Sa composition elle-même est variable : la quantité de vapeur d’eau qu’il renferme change perpétuellement ; elle diminue d’abord jusqu’à la hauteur occupée par les nuages ; mais il est certain que la proportion de cette vapeur comparée à celle de l’air sec va en augmentant dans les grandes altitudes et que peut-être les dernières couches ne sont plus formées que de vapeur d’eau. Ce n’est pas tout : l’atmosphère n’est pas uniquement composée de corps gazeux ; au milieu d’eux flottent et voltigent des myriades de particules dont la petitesse est extrême ; les unes sont solides, les autres liquides ; surtout il y a de l’eau sous la forme de cristaux glacés, ou de vésicules creuses, ou de sphères pleines. Ces particules se réunissent en nuages, bas ou élevés, offrant tous les degrés de transparence ou d’opacité, et leurs propriétés changent avec leur grosseur. Tyndall a montré que la condensation de certaines vapeurs constitue des nébulosités spéciales extrêmement divisées et de qualités très curieuses. Il y a, d’autre part, des brouillards secs. En 1783 et en 1831, on en vit qui couvraient une grande partie de l’Europe et qui durèrent plusieurs mois. Enfin il est certain que des poussières cosmiques contenant du fer météorique se déposent peu à peu sur le sol, sur la neige des contrées polaires où M. Nordenskiöld les a recueillies.
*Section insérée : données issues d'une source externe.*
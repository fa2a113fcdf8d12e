use thiserror::Error;

use crate::domain::scenario::Scenario;
use crate::services::amplification_types::AmplificationResult;

#[derive(Error, Debug)]
pub enum AmplificationError {
    #[error("a supply chain needs at least two stages, got {0}")]
    TooFewStages(usize),
    #[error("base demand must be positive, got {0}")]
    NonPositiveBaseDemand(f64),
}

/// Compounds a one-time demand spike through the supply chain.
///
/// The first stage orders the post-spike demand; every later stage adds the
/// safety buffer on top of what the stage below ordered. The baseline stays
/// flat at the pre-spike base demand, so the spike itself counts toward the
/// excess. Negative percentages are allowed and produce a dampening series.
pub fn compute_amplification(
    scenario: &Scenario,
) -> Result<AmplificationResult, AmplificationError> {
    let stage_count = scenario.stages.len();
    if stage_count < 2 {
        return Err(AmplificationError::TooFewStages(stage_count));
    }
    if scenario.base_demand <= 0.0 {
        return Err(AmplificationError::NonPositiveBaseDemand(
            scenario.base_demand,
        ));
    }

    let spike_factor = 1.0 + scenario.demand_spike_pct / 100.0;
    let buffer_factor = 1.0 + scenario.safety_buffer_pct / 100.0;

    let mut amplified = Vec::with_capacity(stage_count);
    amplified.push(scenario.base_demand * spike_factor);
    for i in 1..stage_count {
        amplified.push(amplified[i - 1] * buffer_factor);
    }

    let baseline = vec![scenario.base_demand; stage_count];

    let amplified_total: f64 = amplified.iter().sum();
    let baseline_total: f64 = baseline.iter().sum();
    let excess_inventory = amplified_total - baseline_total;
    let trapped_capital = excess_inventory * scenario.unit_price;
    let final_overproduction_pct =
        (amplified[stage_count - 1] / scenario.base_demand - 1.0) * 100.0;

    Ok(AmplificationResult {
        baseline,
        amplified,
        excess_inventory,
        trapped_capital,
        final_overproduction_pct,
    })
}
pub mod base_commands;
pub mod init_cmd;
pub mod plot_chain_cmd;
pub mod report_format;
pub mod simulate_cmd;
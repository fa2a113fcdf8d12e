pub mod amplification;
pub mod amplification_types;
pub mod chain_plot;
pub mod scenario_run;
pub mod scenario_yaml;
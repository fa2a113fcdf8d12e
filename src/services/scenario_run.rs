use thiserror::Error;

use crate::domain::scenario::{Scenario, ScenarioOverrides};
use crate::services::amplification::{AmplificationError, compute_amplification};
use crate::services::amplification_types::AmplificationReport;
use crate::services::chain_plot::{ChainPlotError, render_chain_png};
use crate::services::scenario_yaml::{ScenarioYamlError, load_scenario_from_yaml_file};

#[derive(Error, Debug)]
pub enum ScenarioRunError {
    #[error("failed to load scenario: {0}")]
    LoadScenario(#[from] ScenarioYamlError),
    #[error("invalid scenario: {0}")]
    InvalidScenario(#[from] AmplificationError),
    #[error("failed to render chain plot: {0}")]
    Chart(#[from] ChainPlotError),
}

/// Loads a scenario (or the defaults when no file is given), applies CLI
/// overrides, runs the amplification and writes the chart.
pub fn run_from_scenario_file(
    scenario_path: Option<&str>,
    overrides: &ScenarioOverrides,
    chart_path: &str,
) -> Result<AmplificationReport, ScenarioRunError> {
    let mut scenario = load_scenario_if_provided(scenario_path)?;
    overrides.apply(&mut scenario);
    if scenario.name.is_empty() {
        scenario.name = scenario_name(scenario_path);
    }

    let result = compute_amplification(&scenario)?;
    render_chain_png(chart_path, &scenario.stages, &result)?;
    Ok(AmplificationReport::build(&scenario, &result))
}

fn load_scenario_if_provided(
    scenario_path: Option<&str>,
) -> Result<Scenario, ScenarioYamlError> {
    if let Some(path) = scenario_path {
        load_scenario_from_yaml_file(path)
    } else {
        Ok(Scenario::default())
    }
}

fn scenario_name(scenario_path: Option<&str>) -> String {
    let path = match scenario_path {
        Some(path) => path,
        None => return "default".to_string(),
    };
    std::path::Path::new(path)
        .file_name()
        .and_then(|name| name.to_str())
        .unwrap_or(path)
        .to_string()
}

#[cfg(test)]
mod tests {
    use super::*;
    use assert_fs::prelude::*;

    #[test]
    fn run_from_scenario_file_uses_file_name_when_scenario_is_unnamed() {
        let scenario_yaml = "base_demand: 100\ndemand_spike_pct: 10\nsafety_buffer_pct: 20\n";
        let input_file = assert_fs::NamedTempFile::new("pharmacy.yaml").unwrap();
        input_file.write_str(scenario_yaml).unwrap();
        let chart_file = assert_fs::NamedTempFile::new("pharmacy.png").unwrap();

        let report = run_from_scenario_file(
            Some(input_file.path().to_str().unwrap()),
            &ScenarioOverrides::default(),
            chart_file.path().to_str().unwrap(),
        )
        .unwrap();

        assert_eq!(report.scenario, "pharmacy.yaml");
        assert_eq!(report.stages.len(), 5);
    }

    #[test]
    fn run_from_scenario_file_defaults_when_no_file_given() {
        let chart_file = assert_fs::NamedTempFile::new("default.png").unwrap();

        let report = run_from_scenario_file(
            None,
            &ScenarioOverrides::default(),
            chart_file.path().to_str().unwrap(),
        )
        .unwrap();

        assert_eq!(report.scenario, "default");
        assert_eq!(report.base_demand, 100.0);
        assert_eq!(report.stages.last().unwrap().stage, "Factory");
    }

    #[test]
    fn run_from_scenario_file_applies_overrides_before_computing() {
        let chart_file = assert_fs::NamedTempFile::new("override.png").unwrap();
        let overrides = ScenarioOverrides {
            demand_spike_pct: Some(0.0),
            safety_buffer_pct: Some(0.0),
            ..ScenarioOverrides::default()
        };

        let report = run_from_scenario_file(
            None,
            &overrides,
            chart_file.path().to_str().unwrap(),
        )
        .unwrap();

        assert_eq!(report.excess_inventory, 0.0);
        assert_eq!(report.trapped_capital, 0.0);
    }

    #[test]
    fn run_from_scenario_file_propagates_invalid_base_demand() {
        let chart_file = assert_fs::NamedTempFile::new("invalid.png").unwrap();
        let overrides = ScenarioOverrides {
            base_demand: Some(0.0),
            ..ScenarioOverrides::default()
        };

        let error = run_from_scenario_file(
            None,
            &overrides,
            chart_file.path().to_str().unwrap(),
        )
        .expect_err("expected invalid base demand");

        assert!(matches!(
            error,
            ScenarioRunError::InvalidScenario(AmplificationError::NonPositiveBaseDemand(_))
        ));
    }
}
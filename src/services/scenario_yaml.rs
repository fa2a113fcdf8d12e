use std::io::{self, Write};

use serde::{Deserialize, Serialize};
use thiserror::Error;

use crate::domain::scenario::{DEFAULT_UNIT_PRICE, Scenario};

#[derive(Error, Debug)]
pub enum ScenarioYamlError {
    #[error("failed to read scenario yaml: {0}")]
    Read(#[from] io::Error),
    #[error("failed to parse scenario yaml: {0}")]
    Parse(#[from] serde_yaml::Error),
    #[error("scenario contains a blank stage label")]
    BlankStageLabel,
}

#[derive(Serialize, Deserialize)]
struct ScenarioRecord {
    name: Option<String>,
    stages: Option<Vec<String>>,
    base_demand: f64,
    demand_spike_pct: f64,
    safety_buffer_pct: f64,
    unit_price: Option<f64>,
}

pub fn load_scenario_from_yaml_file(path: &str) -> Result<Scenario, ScenarioYamlError> {
    let contents = std::fs::read_to_string(path)?;
    deserialize_scenario_from_yaml_str(&contents)
}

pub fn deserialize_scenario_from_yaml_str(input: &str) -> Result<Scenario, ScenarioYamlError> {
    let record: ScenarioRecord = serde_yaml::from_str(input)?;

    let stages = record.stages.unwrap_or_else(Scenario::default_stages);
    if stages.iter().any(|stage| stage.trim().is_empty()) {
        return Err(ScenarioYamlError::BlankStageLabel);
    }

    Ok(Scenario {
        name: record.name.unwrap_or_default(),
        stages,
        base_demand: record.base_demand,
        demand_spike_pct: record.demand_spike_pct,
        safety_buffer_pct: record.safety_buffer_pct,
        unit_price: record.unit_price.unwrap_or(DEFAULT_UNIT_PRICE),
    })
}

pub fn serialize_scenario_to_yaml<W: Write>(
    writer: &mut W,
    scenario: &Scenario,
) -> io::Result<()> {
    let record = ScenarioRecord {
        name: Some(scenario.name.clone()),
        stages: Some(scenario.stages.clone()),
        base_demand: scenario.base_demand,
        demand_spike_pct: scenario.demand_spike_pct,
        safety_buffer_pct: scenario.safety_buffer_pct,
        unit_price: Some(scenario.unit_price),
    };

    let yaml =
        serde_yaml::to_string(&record).map_err(|e| io::Error::new(io::ErrorKind::Other, e))?;
    writer.write_all(yaml.as_bytes())
}
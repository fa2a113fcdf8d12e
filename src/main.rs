mod commands;
mod domain;
mod services;

use clap::{CommandFactory, Parser};

use crate::commands::base_commands::{CliArgs, Commands};
use crate::commands::init_cmd::init_command;
use crate::commands::plot_chain_cmd::plot_chain_command;
use crate::commands::simulate_cmd::simulate_command;

fn main() {
    let args = CliArgs::parse();
    match args.command {
        cmd @ Commands::Init { .. } => init_command(cmd),
        cmd @ Commands::Simulate { .. } => simulate_command(cmd),
        cmd @ Commands::PlotChain { .. } => plot_chain_command(cmd),
        Commands::Completions { shell } => {
            let mut command = CliArgs::command();
            clap_complete::generate(shell, &mut command, "bullwhip", &mut std::io::stdout());
        }
    }
}
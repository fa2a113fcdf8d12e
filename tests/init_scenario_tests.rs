use assert_fs::prelude::*;
use predicates::prelude::*;

#[test]
fn init_writes_a_starter_scenario() {
    let output_file = assert_fs::NamedTempFile::new("scenario.yaml").unwrap();
    let output_arg = output_file.path().to_str().unwrap().to_string();

    let mut cmd = assert_cmd::Command::cargo_bin("bullwhip").unwrap();
    cmd.args(["init", "-o", &output_arg]);

    cmd.assert().success().stdout(predicate::str::contains(
        format!("Starter scenario written to {output_arg}"),
    ));

    let contents = std::fs::read_to_string(&output_arg).unwrap();
    assert!(contents.contains("base_demand: 100"));
    assert!(contents.contains("demand_spike_pct: 10"));
    assert!(contents.contains("safety_buffer_pct: 20"));
    assert!(contents.contains("unit_price: 5"));
    assert!(contents.contains("- Customer"));
    assert!(contents.contains("- Pharmacy"));
    assert!(contents.contains("- Wholesaler"));
    assert!(contents.contains("- Distributor"));
    assert!(contents.contains("- Factory"));
}

#[test]
fn init_output_can_be_simulated() {
    let scenario_file = assert_fs::NamedTempFile::new("scenario.yaml").unwrap();
    let scenario_arg = scenario_file.path().to_str().unwrap().to_string();

    let mut init = assert_cmd::Command::cargo_bin("bullwhip").unwrap();
    init.args(["init", "-o", &scenario_arg]);
    init.assert().success();

    let report_file = assert_fs::NamedTempFile::new("report.yaml").unwrap();
    let report_arg = report_file.path().to_str().unwrap().to_string();

    let mut simulate = assert_cmd::Command::cargo_bin("bullwhip").unwrap();
    simulate.args(["simulate", "-i", &scenario_arg, "-o", &report_arg]);
    simulate
        .assert()
        .success()
        .stdout(predicate::str::contains("Trapped capital: 1592.88"));

    std::fs::remove_file(format!("{report_arg}.png")).unwrap();
}
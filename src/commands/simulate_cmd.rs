use crate::commands::base_commands::Commands;
use crate::commands::report_format::format_amplification_report;
use crate::domain::scenario::ScenarioOverrides;
use crate::services::scenario_run::run_from_scenario_file;

pub fn simulate_command(cmd: Commands) {
    if let Commands::Simulate {
        input,
        output,
        base_demand,
        demand_spike,
        safety_buffer,
        unit_price,
    } = cmd
    {
        let overrides = ScenarioOverrides {
            base_demand,
            demand_spike_pct: demand_spike,
            safety_buffer_pct: safety_buffer,
            unit_price,
        };

        let chart_path = format!("{output}.png");
        let report = match run_from_scenario_file(input.as_deref(), &overrides, &chart_path) {
            Ok(report) => report,
            Err(e) => {
                eprintln!("Failed to simulate amplification: {e:?}");
                return;
            }
        };

        let yaml = match serde_yaml::to_string(&report) {
            Ok(contents) => contents,
            Err(e) => {
                eprintln!("Failed to serialize amplification report: {e:?}");
                return;
            }
        };

        if let Err(e) = std::fs::write(&output, yaml) {
            eprintln!("Failed to write amplification report: {e:?}");
            return;
        }

        println!("{}", format_amplification_report(&report));
        println!();
        println!("Amplification report written to {output}");
        println!("Amplification chart written to {chart_path}");
    }
}
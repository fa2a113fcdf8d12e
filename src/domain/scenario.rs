/// Holding cost assumed per excess unit when a scenario does not set one.
pub const DEFAULT_UNIT_PRICE: f64 = 5.0;

#[derive(Debug, Clone, PartialEq)]
pub struct Scenario {
    pub name: String,
    pub stages: Vec<String>,
    pub base_demand: f64,
    pub demand_spike_pct: f64,
    pub safety_buffer_pct: f64,
    pub unit_price: f64,
}

impl Scenario {
    pub fn default_stages() -> Vec<String> {
        ["Customer", "Pharmacy", "Wholesaler", "Distributor", "Factory"]
            .iter()
            .map(|stage| stage.to_string())
            .collect()
    }
}

impl Default for Scenario {
    fn default() -> Self {
        Scenario {
            name: "default".to_string(),
            stages: Scenario::default_stages(),
            base_demand: 100.0,
            demand_spike_pct: 10.0,
            safety_buffer_pct: 20.0,
            unit_price: DEFAULT_UNIT_PRICE,
        }
    }
}

/// Command-line overrides applied on top of a loaded scenario.
#[derive(Debug, Clone, Default)]
pub struct ScenarioOverrides {
    pub base_demand: Option<f64>,
    pub demand_spike_pct: Option<f64>,
    pub safety_buffer_pct: Option<f64>,
    pub unit_price: Option<f64>,
}

impl ScenarioOverrides {
    pub fn apply(&self, scenario: &mut Scenario) {
        if let Some(value) = self.base_demand {
            scenario.base_demand = value;
        }
        if let Some(value) = self.demand_spike_pct {
            scenario.demand_spike_pct = value;
        }
        if let Some(value) = self.safety_buffer_pct {
            scenario.safety_buffer_pct = value;
        }
        if let Some(value) = self.unit_price {
            scenario.unit_price = value;
        }
    }
}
Plus communément on rencontre des poussières plus grossières, que les vents soulèvent et qui viennent du sol. Leur masse est bien plus considérable qu’on ne le croit généralement : M. G. Tissandier a essayé d’en apprécier la masse par un procédé tout à fait sûr. Il faisait passer un courant d’air à travers un tube où il avait disposé des tampons de fulmicoton ; forcé de les traverser, l’air y déposait des poussières qu’on recueillait ensuite en dissolvant le fulmicoton dans l’éther. M. Tissandier trouva que, sur l’étendue du Champ de Mars, dans une masse d’air de 5 mètres de hauteur, il y a jusqu’à 15 kilogrammes de ces poussières, composées à la fois de matières organiques et minérales.

L’air est donc une masse très complexe, contenant des gaz permanens, de la vapeur en proportion variable, de l’eau à divers états de condensation, et des poussières venues de la terre ou du ciel. Ce sont ces matières qui occasionnent tous les phénomènes lumineux ; ce sont les gouttes de pluie qui forment l’arc-en-ciel ; les sphères ou vésicules des nuages font naître les couronnes autour de la lune, les cristaux de glace produisent les halos et les anthélies ; ce sont enfin ces matières étrangères et accidentelles qui troublent la transparence de l’air.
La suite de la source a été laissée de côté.